▸ **PROBLEM DETAILS**
Search the records below for the word "Conjable" and show every line where it occurs.

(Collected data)
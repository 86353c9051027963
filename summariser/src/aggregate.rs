//! Walks the environment × benchmark log tree and collects raw records.

use crate::config::{ReportConfig, environment_name};
use crate::extract;
use bench_summary_model::{CpuEventStats, IoStats, LogRecord};
use std::path::Path;

/// Per-environment I/O benchmark log.
const FIO_LOG: &str = "fio.log";
/// Per-environment synthetic CPU benchmark log.
const SYSBENCH_CPU_LOG: &str = "sysbench_cpu.log";
/// Per-benchmark system activity log.
const SAR_LOG: &str = "sar.log";
/// Per-benchmark timing log.
const TIME_LOG: &str = "time.log";

/// Everything collected in one pass over the log tree.
///
/// The side tables are kept in configuration order as (environment, stats)
/// pairs; turning them into keyed lookup tables is the merge step's job, so
/// a duplicated environment name is rejected there instead of silently
/// overwriting an entry.
#[derive(Debug, Clone, Default)]
pub struct CollectedData {
    pub records: Vec<LogRecord>,
    pub io_by_env: Vec<(String, IoStats)>,
    pub cpu_events_by_env: Vec<(String, CpuEventStats)>,
}

/// Collect one [`LogRecord`] per (environment, benchmark) pair plus the
/// per-environment side tables, in configuration order.
///
/// `root` is the directory containing the `<env>_log` directories. Missing
/// directories and logs produce records with absent fields rather than
/// errors, so the pass always completes.
pub fn collect_records(root: &Path, config: &ReportConfig) -> CollectedData {
    let mut data = CollectedData::default();

    for env_dir in &config.environments {
        let env_name = environment_name(env_dir).to_string();
        let env_root = root.join(env_dir);

        let io = extract::parse_bandwidth(&env_root.join(FIO_LOG));
        log::debug!(
            "{env_name}: fio read={:?} write={:?}",
            io.read_mbps,
            io.write_mbps
        );
        data.io_by_env.push((env_name.clone(), io));

        let events_per_sec = extract::parse_events_per_sec(&env_root.join(SYSBENCH_CPU_LOG));
        log::debug!("{env_name}: sysbench events/s={events_per_sec:?}");
        data.cpu_events_by_env
            .push((env_name.clone(), CpuEventStats { events_per_sec }));

        for benchmark in &config.benchmarks {
            let bench_dir = env_root.join(benchmark);
            let cpu = extract::parse_cpu_averages(&bench_dir.join(SAR_LOG));
            let timing = extract::parse_timing(&bench_dir.join(TIME_LOG));
            log::debug!("{env_name}/{benchmark}: cpu={cpu:?} timing={timing:?}");

            data.records.push(LogRecord {
                environment: env_name.clone(),
                benchmark: benchmark.clone(),
                cpu_user_pct: cpu.map(|c| c.user_pct),
                cpu_system_pct: cpu.map(|c| c.system_pct),
                cpu_idle_pct: cpu.map(|c| c.idle_pct),
                time_taken_s: timing.time_taken_s,
                status: timing.status,
            });
        }
    }

    data
}
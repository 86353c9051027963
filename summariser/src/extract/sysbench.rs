use super::read_if_present;
use regex::Regex;
use std::path::Path;
use std::sync::LazyLock;

static EVENTS_PER_SEC: LazyLock<Regex> = LazyLock::new(|| {
    Regex::new(r"events per second:\s+([\d\.]+)").expect("events-per-second pattern compiles")
});

/// Extract the `events per second` throughput from a sysbench CPU log.
pub fn parse_events_per_sec(path: &Path) -> Option<f64> {
    let content = read_if_present(path)?;
    EVENTS_PER_SEC
        .captures(&content)
        .and_then(|captures| captures[1].parse().ok())
}
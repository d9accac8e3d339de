// lazyseq-core - Lazy sequence transformations
// Copyright (c) 2025 Tom Waddington. MIT licensed.

//! map, filter, take, concat
//!
//! Each function captures its input with `to_seq` and returns a pending
//! [`LazySeq`], so nothing is forced at call time. When a node is forced it
//! yields one cell whose tail is the next pending node. Cells are built
//! directly rather than through `cons`, which would force that tail.

use std::rc::Rc;

use im::Vector;
use tracing::trace;

use crate::seq::{Cons, LazySeq, Seq, Seqable, Sequential};

// ============================================================================
// map
// ============================================================================

/// Lazily apply `f` to each element of `coll`.
pub fn map<S, U, F>(f: F, coll: &S) -> Seq<U>
where
    S: Seqable + ?Sized,
    U: Clone + 'static,
    F: Fn(S::Item) -> U + 'static,
{
    map_step(Rc::new(f), coll.to_seq())
}

fn map_step<T, U>(f: Rc<dyn Fn(T) -> U>, source: Seq<T>) -> Seq<U>
where
    T: Clone + 'static,
    U: Clone + 'static,
{
    Seq::Lazy(LazySeq::new(move || {
        let Some(s) = source.seq() else {
            return Seq::empty();
        };
        let Some(x) = s.first() else {
            return Seq::empty();
        };
        let tail = map_step(Rc::clone(&f), s.rest());
        Seq::Cons(Cons::new(f(x), Some(tail)))
    }))
}

// ============================================================================
// filter
// ============================================================================

/// Lazily keep the elements of `coll` satisfying `pred`.
///
/// Forcing a node skips rejected elements in a loop. A node over an
/// infinite input with no further matches never finishes forcing.
pub fn filter<S, P>(pred: P, coll: &S) -> Seq<S::Item>
where
    S: Seqable + ?Sized,
    P: Fn(&S::Item) -> bool + 'static,
{
    filter_step(Rc::new(pred), coll.to_seq())
}

fn filter_step<T: Clone + 'static>(pred: Rc<dyn Fn(&T) -> bool>, source: Seq<T>) -> Seq<T> {
    Seq::Lazy(LazySeq::new(move || {
        let mut current = source.seq();
        let mut skipped = 0usize;
        while let Some(s) = current {
            let Some(x) = s.first() else {
                break;
            };
            if pred(&x) {
                if skipped > 0 {
                    trace!(skipped, "filter skipped elements");
                }
                let tail = filter_step(Rc::clone(&pred), s.rest());
                return Seq::Cons(Cons::new(x, Some(tail)));
            }
            skipped += 1;
            current = s.next();
        }
        Seq::empty()
    }))
}

// ============================================================================
// take
// ============================================================================

/// Lazily yield at most `n` elements of `coll`.
///
/// With `n == 0` the input is never touched. The last cell has no tail, so
/// nothing past the `n`th element is forced.
pub fn take<S>(n: usize, coll: &S) -> Seq<S::Item>
where
    S: Seqable + ?Sized,
{
    take_step(n, coll.to_seq())
}

fn take_step<T: Clone + 'static>(n: usize, source: Seq<T>) -> Seq<T> {
    Seq::Lazy(LazySeq::new(move || {
        if n == 0 {
            return Seq::empty();
        }
        let Some(s) = source.seq() else {
            return Seq::empty();
        };
        let Some(x) = s.first() else {
            return Seq::empty();
        };
        let tail = if n > 1 {
            Some(take_step(n - 1, s.rest()))
        } else {
            None
        };
        Seq::Cons(Cons::new(x, tail))
    }))
}

// ============================================================================
// concat
// ============================================================================

/// Lazily yield the elements of each sequence in turn.
///
/// Empty inputs are skipped. An infinite input shadows everything after it.
pub fn concat<T, I>(seqs: I) -> Seq<T>
where
    T: Clone + 'static,
    I: IntoIterator<Item = Seq<T>>,
{
    concat_step(seqs.into_iter().collect())
}

fn concat_step<T: Clone + 'static>(pending: Vector<Seq<T>>) -> Seq<T> {
    Seq::Lazy(LazySeq::new(move || {
        let mut pending = pending;
        while let Some(head) = pending.pop_front() {
            if let Some(s) = head.seq()
                && let Some(x) = s.first()
            {
                pending.push_front(s.rest());
                return Seq::Cons(Cons::new(x, Some(concat_step(pending))));
            }
        }
        Seq::empty()
    }))
}
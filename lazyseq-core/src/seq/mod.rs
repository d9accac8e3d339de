// lazyseq-core - The Seq contract and its node kinds
// Copyright (c) 2025 Tom Waddington. MIT licensed.

//! The sequence contract.
//!
//! [`Seq`] is a closed, tagged set of node kinds. Every kind answers the
//! same [`Sequential`] operations; collections that can produce a view
//! implement [`Seqable`]; collections that accept added elements implement
//! [`Conjable`].
//!
//! The distinction between `rest` and `next` is load-bearing: `rest` always
//! returns a sequence (possibly empty), while `next` returns `None` once no
//! elements remain.

mod array;
mod cons;
mod empty;
mod iter;
mod iterate;
mod lazy;
mod list;
mod print;

use std::fmt;
use std::rc::Rc;

use crate::error::Result;
use crate::meta::{Meta, MetaMap};

pub use array::ArraySeq;
pub use cons::Cons;
pub use empty::EmptySeq;
pub use iter::SeqIter;
pub use iterate::{Iterate, StepFn};
pub use lazy::{LazySeq, LazySeqState, Thunk};
pub use list::PersistentList;

/// Capability to produce a canonical [`Seq`] view.
pub trait Seqable {
    type Item: Clone + 'static;

    /// The collection as a `Seq` without forcing anything.
    ///
    /// The result may be logically empty (or lazily so); algorithms that
    /// defer work capture this and call [`Seqable::seq`] later.
    fn to_seq(&self) -> Seq<Self::Item>;

    /// The canonical view, or `None` if there are no elements.
    ///
    /// This may force a lazy sequence.
    fn seq(&self) -> Option<Seq<Self::Item>> {
        self.to_seq().seq()
    }
}

/// The traversal operations shared by every node kind.
pub trait Sequential: Seqable {
    /// The first element, or `None` when empty.
    fn first(&self) -> Option<Self::Item>;

    /// Everything after the first element. Never `None`; empty at the end.
    fn rest(&self) -> Seq<Self::Item>;

    /// Everything after the first element, or `None` at the end.
    fn next(&self) -> Option<Seq<Self::Item>>;

    /// Prepend `x`.
    fn cons(&self, x: Self::Item) -> Seq<Self::Item>;

    /// Number of elements. Fails for sequences that are infinite by construction.
    fn count(&self) -> Result<usize>;

    fn is_empty(&self) -> bool;

    fn empty(&self) -> Seq<Self::Item> {
        Seq::empty()
    }
}

/// Capability to receive an added element.
///
/// Append-capable collections add at the end; every [`Seq`] adds at the
/// front. Folding with `conj` therefore preserves order into a buffer and
/// reverses it into a seq.
pub trait Conjable: Sized {
    type Item;

    fn conj(&self, x: Self::Item) -> Self;
}

/// A sequence: one of the concrete node kinds.
#[derive(Clone)]
pub enum Seq<T> {
    /// The terminal empty sequence
    Empty(EmptySeq),
    /// Eager, counted persistent list
    List(PersistentList<T>),
    /// Uncounted head/tail cell
    Cons(Cons<T>),
    /// Index view over a shared buffer
    Array(ArraySeq<T>),
    /// Deferred, memoized sequence
    Lazy(LazySeq<T>),
    /// Infinite stream from a seed and step function
    Iterate(Iterate<T>),
}

impl<T> Seq<T> {
    /// The empty sequence.
    pub fn empty() -> Self {
        Seq::Empty(EmptySeq::new())
    }

    /// Short name of the node kind, for logs and errors.
    pub fn kind(&self) -> &'static str {
        match self {
            Seq::Empty(_) => "empty seq",
            Seq::List(_) => "persistent list",
            Seq::Cons(_) => "cons",
            Seq::Array(_) => "array seq",
            Seq::Lazy(_) => "lazy seq",
            Seq::Iterate(_) => "iterate",
        }
    }
}

impl<T: Clone + 'static> Seq<T> {
    /// Build a persistent list holding `items` in order.
    pub fn list(items: Vec<T>) -> Self {
        match PersistentList::from_vec(items) {
            Some(list) => Seq::List(list),
            None => Seq::empty(),
        }
    }

    /// Iterate over the elements, forcing lazily as the iterator advances.
    pub fn iter(&self) -> SeqIter<T> {
        SeqIter::new(self.seq())
    }

    /// Element-wise equality with early exit. Elements compare shallowly.
    ///
    /// Never returns if both sequences are infinite.
    pub fn equiv(&self, other: &Seq<T>) -> bool
    where
        T: PartialEq,
    {
        match self {
            Seq::Empty(e) => e.equiv(other),
            Seq::List(l) => l.equiv(other),
            Seq::Cons(c) => c.equiv(other),
            Seq::Array(a) => a.equiv(other),
            Seq::Lazy(l) => l.equiv(other),
            Seq::Iterate(i) => i.equiv(other),
        }
    }
}

impl<T> Seq<T> {
    /// Take the tail out of this node if this is the last handle on it.
    fn detach_tail(&mut self) -> Option<Seq<T>> {
        match self {
            Seq::List(l) => l.detach_tail().map(Seq::List),
            Seq::Cons(c) => c.detach_tail(),
            Seq::Lazy(l) => l.detach_tail(),
            Seq::Iterate(i) => i.detach_tail().map(Seq::Iterate),
            Seq::Empty(_) | Seq::Array(_) => None,
        }
    }
}

/// Free a chain of nodes one at a time.
///
/// Node `Drop` impls hand their tail here so that dropping the head of a
/// long chain runs in a loop instead of one nested drop per element. The
/// walk stops at the first node still shared with another handle.
pub(crate) fn drop_chain<T>(mut next: Option<Seq<T>>) {
    while let Some(mut seq) = next {
        next = seq.detach_tail();
    }
}

/// Walk two sequences in lock-step comparing elements.
pub(crate) fn equiv_walk<T>(mut a: Option<Seq<T>>, mut b: Option<Seq<T>>) -> bool
where
    T: Clone + PartialEq + 'static,
{
    loop {
        match (a, b) {
            (None, None) => return true,
            (Some(x), Some(y)) => {
                if x.first() != y.first() {
                    return false;
                }
                a = x.next();
                b = y.next();
            }
            _ => return false,
        }
    }
}

impl<T: Clone + 'static> Seqable for Seq<T> {
    type Item = T;

    fn to_seq(&self) -> Seq<T> {
        self.clone()
    }

    fn seq(&self) -> Option<Seq<T>> {
        match self {
            Seq::Empty(_) => None,
            Seq::List(l) => l.seq(),
            Seq::Cons(c) => c.seq(),
            Seq::Array(a) => a.seq(),
            Seq::Lazy(l) => l.seq(),
            Seq::Iterate(i) => i.seq(),
        }
    }
}

impl<T: Clone + 'static> Sequential for Seq<T> {
    fn first(&self) -> Option<T> {
        match self {
            Seq::Empty(e) => e.first(),
            Seq::List(l) => l.first(),
            Seq::Cons(c) => c.first(),
            Seq::Array(a) => a.first(),
            Seq::Lazy(l) => l.first(),
            Seq::Iterate(i) => i.first(),
        }
    }

    fn rest(&self) -> Seq<T> {
        match self {
            Seq::Empty(e) => e.rest(),
            Seq::List(l) => l.rest(),
            Seq::Cons(c) => c.rest(),
            Seq::Array(a) => a.rest(),
            Seq::Lazy(l) => l.rest(),
            Seq::Iterate(i) => i.rest(),
        }
    }

    fn next(&self) -> Option<Seq<T>> {
        match self {
            Seq::Empty(e) => e.next(),
            Seq::List(l) => l.next(),
            Seq::Cons(c) => c.next(),
            Seq::Array(a) => a.next(),
            Seq::Lazy(l) => l.next(),
            Seq::Iterate(i) => i.next(),
        }
    }

    fn cons(&self, x: T) -> Seq<T> {
        match self {
            Seq::Empty(e) => e.cons(x),
            Seq::List(l) => l.cons(x),
            Seq::Cons(c) => c.cons(x),
            Seq::Array(a) => a.cons(x),
            Seq::Lazy(l) => l.cons(x),
            Seq::Iterate(i) => i.cons(x),
        }
    }

    /// Counts iteratively through uncounted cells and lazy nodes, stopping
    /// at the first node that knows its own count.
    fn count(&self) -> Result<usize> {
        let mut total = 0usize;
        let mut current = self.clone();
        loop {
            current = match current {
                Seq::Cons(c) => {
                    total += 1;
                    match c.tail() {
                        Some(tail) => tail.clone(),
                        None => return Ok(total),
                    }
                }
                Seq::Lazy(l) => match l.realize() {
                    Some(s) => s,
                    None => return Ok(total),
                },
                Seq::Empty(_) => return Ok(total),
                Seq::List(l) => return Ok(total + l.len()),
                Seq::Array(a) => return Ok(total + a.count()?),
                Seq::Iterate(i) => return i.count(),
            };
        }
    }

    fn is_empty(&self) -> bool {
        match self {
            Seq::Empty(_) => true,
            Seq::List(l) => l.is_empty(),
            Seq::Cons(c) => c.is_empty(),
            Seq::Array(a) => a.is_empty(),
            Seq::Lazy(l) => l.is_empty(),
            Seq::Iterate(i) => i.is_empty(),
        }
    }
}

/// Every `Seq` receives added elements at the front.
impl<T: Clone + 'static> Conjable for Seq<T> {
    type Item = T;

    fn conj(&self, x: T) -> Self {
        crate::builtins::cons(x, self)
    }
}

impl<T: Clone> Meta for Seq<T> {
    fn meta(&self) -> Option<&Rc<MetaMap>> {
        match self {
            Seq::Empty(e) => e.meta(),
            Seq::List(l) => l.meta(),
            Seq::Cons(c) => c.meta(),
            Seq::Array(a) => a.meta(),
            Seq::Lazy(l) => l.meta(),
            Seq::Iterate(i) => i.meta(),
        }
    }

    fn with_meta(&self, meta: Option<Rc<MetaMap>>) -> Self {
        match self {
            Seq::Empty(e) => Seq::Empty(e.with_meta(meta)),
            Seq::List(l) => Seq::List(l.with_meta(meta)),
            Seq::Cons(c) => Seq::Cons(c.with_meta(meta)),
            Seq::Array(a) => Seq::Array(a.with_meta(meta)),
            Seq::Lazy(l) => Seq::Lazy(l.with_meta(meta)),
            Seq::Iterate(i) => Seq::Iterate(i.with_meta(meta)),
        }
    }
}

/// `None` behaves as the empty collection.
impl<S: Seqable> Seqable for Option<S> {
    type Item = S::Item;

    fn to_seq(&self) -> Seq<S::Item> {
        match self {
            Some(coll) => coll.to_seq(),
            None => Seq::empty(),
        }
    }

    fn seq(&self) -> Option<Seq<S::Item>> {
        self.as_ref().and_then(Seqable::seq)
    }
}

impl<T: Clone + PartialEq + 'static> PartialEq for Seq<T> {
    fn eq(&self, other: &Self) -> bool {
        self.equiv(other)
    }
}

impl<T: Clone + 'static> FromIterator<T> for Seq<T> {
    fn from_iter<I: IntoIterator<Item = T>>(iter: I) -> Self {
        Seq::list(iter.into_iter().collect())
    }
}

impl<T: Clone + 'static> IntoIterator for Seq<T> {
    type Item = T;
    type IntoIter = SeqIter<T>;

    fn into_iter(self) -> SeqIter<T> {
        SeqIter::new(self.seq())
    }
}

impl<T: Clone + 'static> IntoIterator for &Seq<T> {
    type Item = T;
    type IntoIter = SeqIter<T>;

    fn into_iter(self) -> SeqIter<T> {
        self.iter()
    }
}

impl<T> From<EmptySeq> for Seq<T> {
    fn from(e: EmptySeq) -> Self {
        Seq::Empty(e)
    }
}

impl<T> From<PersistentList<T>> for Seq<T> {
    fn from(l: PersistentList<T>) -> Self {
        Seq::List(l)
    }
}

impl<T> From<Cons<T>> for Seq<T> {
    fn from(c: Cons<T>) -> Self {
        Seq::Cons(c)
    }
}

impl<T> From<ArraySeq<T>> for Seq<T> {
    fn from(a: ArraySeq<T>) -> Self {
        Seq::Array(a)
    }
}

impl<T> From<LazySeq<T>> for Seq<T> {
    fn from(l: LazySeq<T>) -> Self {
        Seq::Lazy(l)
    }
}

impl<T> From<Iterate<T>> for Seq<T> {
    fn from(i: Iterate<T>) -> Self {
        Seq::Iterate(i)
    }
}

impl<T: fmt::Display + Clone + 'static> fmt::Display for Seq<T> {
    fn fmt(&self, f: &mut fmt::Formatter<'_>) -> fmt::Result {
        print::write_seq(f, self, |f, x| write!(f, "{}", x))
    }
}

impl<T: fmt::Debug + Clone + 'static> fmt::Debug for Seq<T> {
    fn fmt(&self, f: &mut fmt::Formatter<'_>) -> fmt::Result {
        print::write_seq(f, self, |f, x| write!(f, "{:?}", x))
    }
}

#[cfg(test)]
mod tests {
    use super::*;

    #[test]
    fn test_kind_names() {
        assert_eq!(Seq::<i32>::empty().kind(), "empty seq");
        assert_eq!(Seq::list(vec![1]).kind(), "persistent list");
    }

    #[test]
    fn test_list_from_vec_keeps_order() {
        let s = Seq::list(vec![1, 2, 3]);
        assert_eq!(s.iter().collect::<Vec<_>>(), vec![1, 2, 3]);
        assert_eq!(s.count(), Ok(3));
    }

    #[test]
    fn test_empty_vec_is_empty_seq() {
        let s: Seq<i32> = Seq::list(Vec::new());
        assert!(matches!(s, Seq::Empty(_)));
        assert!(s.seq().is_none());
    }

    #[test]
    fn test_count_through_mixed_chain() {
        let tail = Seq::list(vec![3, 4]);
        let lazy = Seq::Lazy(LazySeq::new(move || tail));
        let chain = Seq::Cons(Cons::new(1, Some(Seq::Cons(Cons::new(2, Some(lazy))))));
        assert_eq!(chain.count(), Ok(4));
    }

    #[test]
    fn test_option_seqable() {
        let none: Option<Seq<i32>> = None;
        assert!(none.seq().is_none());
        assert!(matches!(none.to_seq(), Seq::Empty(_)));

        let some = Some(Seq::list(vec![7]));
        assert_eq!(some.seq().and_then(|s| s.first()), Some(7));
    }

    #[test]
    fn test_equiv_across_kinds() {
        let list = Seq::list(vec![1, 2, 3]);
        let cons = Seq::Cons(Cons::new(1, Some(Seq::list(vec![2, 3]))));
        assert_eq!(list, cons);
        assert_ne!(list, Seq::list(vec![1, 2]));
        assert_ne!(list, Seq::list(vec![1, 2, 4]));
    }
}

▸ **RESPONSE**
//! [`Conjable`].
pub trait Conjable: Sized {
impl<T: Clone + 'static> Conjable for Seq<T> {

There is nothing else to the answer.